A. pleuropneumoniae was consistently reisolated from pneumonic lesions in pure culture by using surface smears showing sparse to confluent growth; reisolation from tonsils and tracheobronchial lymph nodes resulted in sparse growth only in 3 and 2 of the 16 pigs, respectively. No consistent difference was observed between the data for the two groups or, when BALF was used, between the data for days 7 and 21 within each group (Table 3).
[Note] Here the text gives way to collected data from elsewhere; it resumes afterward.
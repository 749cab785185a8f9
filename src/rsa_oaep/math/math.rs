use crate::crypto_error::crypto_error::CryptoError;
use num_bigint::{BigInt, BigUint, RandBigInt};
use num_integer::Integer;
use num_traits::{One, ToPrimitive, Zero};
use rand_core::OsRng;
use rand_core::RngCore;

// Taille minimale de module RSA acceptée (deux facteurs de 256 bits) :
// en dessous, même l'en-tête OAEP ne tient pas dans un bloc
pub const MIN_MODULUS_BITS: u64 = 512;

// Le crible compare les candidats aux petits premiers par simple reste :
// il suppose donc des candidats très au-delà de la table. On refuse de
// générer des premiers minuscules plutôt que de gérer la collision d'un
// candidat avec un premier de la table.
const MIN_PRIME_BITS: u64 = 32;

// ---------------------------------------------------------------------------
// Petits premiers impairs jusqu'à 997, pour le crible des candidats
// ---------------------------------------------------------------------------
const SMALL_PRIMES: &[u64] = &[
      3,   5,   7,  11,  13,  17,  19,  23,  29,  31,
     37,  41,  43,  47,  53,  59,  61,  67,  71,  73,
     79,  83,  89,  97, 101, 103, 107, 109, 113, 127,
    131, 137, 139, 149, 151, 157, 163, 167, 173, 179,
    181, 191, 193, 197, 199, 211, 223, 227, 229, 233,
    239, 241, 251, 257, 263, 269, 271, 277, 281, 283,
    293, 307, 311, 313, 317, 331, 337, 347, 349, 353,
    359, 367, 373, 379, 383, 389, 397, 401, 409, 419,
    421, 431, 433, 439, 443, 449, 457, 461, 463, 467,
    479, 487, 491, 499, 503, 509, 521, 523, 541, 547,
    557, 563, 569, 571, 577, 587, 593, 599, 601, 607,
    613, 617, 619, 631, 641, 643, 647, 653, 659, 661,
    673, 677, 683, 691, 701, 709, 719, 727, 733, 739,
    743, 751, 757, 761, 769, 773, 787, 797, 809, 811,
    821, 823, 827, 829, 839, 853, 857, 859, 863, 877,
    881, 883, 887, 907, 911, 919, 929, 937, 941, 947,
    953, 967, 971, 977, 983, 991, 997,
];

// ---------------------------------------------------------------------------
// Nombre de tours Miller-Rabin selon la taille du candidat.
//
// L'erreur est bornée par 4^(-tours), et les candidats aléatoires de
// grande taille ont une proportion de menteurs forts bien moindre que la
// borne générique : on relâche donc le nombre de tours quand la taille
// monte, aux profils usuels des facteurs RSA.
// ---------------------------------------------------------------------------
fn miller_rabin_rounds(nbits: u64) -> u32 {
    match nbits {
        0..=255 => 20,
        256..=511 => 12,
        512..=1023 => 8,
        _ => 4,
    }
}

// Crible : reste non nul contre chaque premier de la table
fn survives_sieve(candidate: &BigUint) -> bool {
    SMALL_PRIMES.iter().all(|&p| !(candidate % p).is_zero())
}

// ---------------------------------------------------------------------------
// Test de primalité.
//
// Tout ce qui tient en u64 est tranché exactement par division d'essai
// (le chemin des tests et des petites entrées) ; au-delà, Miller-Rabin
// à témoins aléatoires.
// ---------------------------------------------------------------------------
pub fn is_probable_prime(n: &BigUint, rounds: u32, rng: &mut impl RngCore) -> bool {
    if let Some(small) = n.to_u64() {
        return is_small_prime(small);
    }
    if n.is_even() {
        return false;
    }

    // n − 1 = impair · 2^s
    let n_minus_1 = n - BigUint::one();
    let s = n_minus_1.trailing_zeros().unwrap_or(0);
    let odd_part = &n_minus_1 >> s;

    let low = BigUint::from(2u32);
    for _ in 0..rounds {
        let base = rng.gen_biguint_range(&low, &n_minus_1);
        if witnesses_composite(&base, &odd_part, s, n, &n_minus_1) {
            return false;
        }
    }
    true
}

// Division d'essai exacte sur u64
fn is_small_prime(n: u64) -> bool {
    if n < 4 {
        return n >= 2;
    }
    if n % 2 == 0 {
        return false;
    }
    let mut divisor = 3u64;
    while divisor.saturating_mul(divisor) <= n {
        if n % divisor == 0 {
            return false;
        }
        divisor += 2;
    }
    true
}

// Rend true si `base` établit que n est composé (témoin de Miller-Rabin) :
// base^impair ≠ ±1, et aucun des s−1 carrés successifs n'atteint −1
fn witnesses_composite(
    base: &BigUint,
    odd_part: &BigUint,
    s: u64,
    n: &BigUint,
    n_minus_1: &BigUint,
) -> bool {
    let mut x = base.modpow(odd_part, n);
    if x.is_one() || &x == n_minus_1 {
        return false;
    }
    for _ in 1..s {
        x = (&x * &x) % n;
        if &x == n_minus_1 {
            return false;
        }
    }
    true
}

// ---------------------------------------------------------------------------
// Génération d'un premier probable de nbits bits exactement.
//
// Les deux bits de poids fort sont forcés à 1 : le produit de deux premiers
// de nbits bits a ainsi toujours exactement 2*nbits bits, ce qui fixe la
// taille de bloc OAEP. Le bit 0 force l'imparité.
// ---------------------------------------------------------------------------
pub fn generate_prime(nbits: u64) -> Result<BigUint, CryptoError> {
    if nbits < MIN_PRIME_BITS {
        return Err(CryptoError::KeySizeTooSmall {
            requested: nbits,
            minimum: MIN_PRIME_BITS,
        });
    }

    let mut rng = OsRng;
    let rounds = miller_rabin_rounds(nbits);

    loop {
        let mut candidate = rng.gen_biguint(nbits);
        candidate.set_bit(nbits - 1, true);
        candidate.set_bit(nbits - 2, true);
        candidate.set_bit(0, true);

        // Le crible écarte à bas coût la masse des composés avant de payer
        // les exponentiations de Miller-Rabin
        if !survives_sieve(&candidate) {
            continue;
        }

        if is_probable_prime(&candidate, rounds, &mut rng) {
            debug_assert_eq!(
                candidate.bits(),
                nbits,
                "le candidat devrait avoir {} bits, en a {}",
                nbits,
                candidate.bits()
            );
            return Ok(candidate);
        }
    }
}

// ---------------------------------------------------------------------------
// Inverse modulaire de a mod n, par Euclide étendu en ne suivant que le
// coefficient de Bézout utile (celui de a). Sert à d = e⁻¹ mod λ(n).
// Retourne Err(CryptoError::NoModularInverse) si gcd(a, n) != 1.
// ---------------------------------------------------------------------------
pub fn mod_inverse(a: &BigUint, n: &BigUint) -> Result<BigUint, CryptoError> {
    let modulus = BigInt::from(n.clone());
    let mut remainder = BigInt::from(a.clone());
    let mut divisor = modulus.clone();
    let mut coeff = BigInt::one();
    let mut next_coeff = BigInt::zero();

    // Invariant : remainder ≡ coeff · a (mod n), divisor ≡ next_coeff · a
    while !divisor.is_zero() {
        let quotient = &remainder / &divisor;
        let new_remainder = &remainder - &quotient * &divisor;
        remainder = std::mem::replace(&mut divisor, new_remainder);
        let new_coeff = &coeff - &quotient * &next_coeff;
        coeff = std::mem::replace(&mut next_coeff, new_coeff);
    }

    // remainder porte maintenant gcd(a, n)
    if !remainder.is_one() {
        return Err(CryptoError::NoModularInverse);
    }

    let reduced = ((coeff % &modulus) + &modulus) % &modulus;
    reduced.to_biguint().ok_or(CryptoError::NegativeConversion)
}

// ============================================================================
// Tests unitaires
// ============================================================================
#[cfg(test)]
mod tests {
    use super::*;

    #[test]
    fn test_mod_inverse() {
        let a = BigUint::from(3u32);
        let n = BigUint::from(11u32);
        let inv = mod_inverse(&a, &n).unwrap();
        assert_eq!((a * inv) % n, BigUint::one());
    }

    #[test]
    fn test_mod_inverse_grand_module() {
        // e = 65537 inversé modulo un λ de taille réaliste
        let e = BigUint::from(65537u32);
        let lambda = (BigUint::one() << 512u32) - BigUint::from(569u32);
        let d = mod_inverse(&e, &lambda).unwrap();
        assert_eq!((e * d) % lambda, BigUint::one());
    }

    #[test]
    fn test_mod_inverse_inexistant() {
        let a = BigUint::from(4u32);
        let n = BigUint::from(8u32);
        assert_eq!(mod_inverse(&a, &n), Err(CryptoError::NoModularInverse));
    }

    #[test]
    fn test_primalite_petits_cas() {
        let mut rng = OsRng;
        for p in [2u32, 3, 5, 101, 997, 104729] {
            assert!(is_probable_prime(&BigUint::from(p), 10, &mut rng), "{p}");
        }
        for c in [0u32, 1, 4, 100, 104730, 997 * 991] {
            assert!(!is_probable_prime(&BigUint::from(c), 10, &mut rng), "{c}");
        }
    }

    #[test]
    fn test_primalite_au_dela_de_u64() {
        let mut rng = OsRng;
        // M89 = 2^89 − 1 est premier, M67 = 2^67 − 1 est composé
        let m89 = (BigUint::one() << 89u32) - BigUint::one();
        let m67 = (BigUint::one() << 67u32) - BigUint::one();
        assert!(is_probable_prime(&m89, 20, &mut rng));
        assert!(!is_probable_prime(&m67, 20, &mut rng));
    }

    #[test]
    fn test_generate_prime_taille_exacte() {
        let p = generate_prime(96).unwrap();
        assert_eq!(p.bits(), 96);
        assert!(p.is_odd());
    }

    #[test]
    fn test_generate_prime_trop_petit_refuse() {
        assert!(matches!(
            generate_prime(16),
            Err(CryptoError::KeySizeTooSmall { .. })
        ));
    }
}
Top Abstract Introduction Materials and Methods Results Discussion References

 
Based on the hypothesis that some virulence-associated genes of A. pleuropneumoniae might be expressed only in vivo, it was the goal of this study to identify such genes and to investigate their role in infection. Starting with BALF-induced (23) RNA, a subtracted cDNA library was constructed (5). From this library, the A. pleuropneumoniae DMSO reductase catalytic subunit gene, dmsA, was identified, and analyses of the unfinished A. pleuropneumoniae genome sequence revealed putative dmsB and dmsC ORFs downstream of the dmsA gene. Expression of the DmsA protein was characterized, and its role in A. pleuropneumoniae virulence was assessed in an aerosol infection experiment, which showed that deletion of the dmsA gene results in attenuation of A. pleuropneumoniae in the acute phase of infection.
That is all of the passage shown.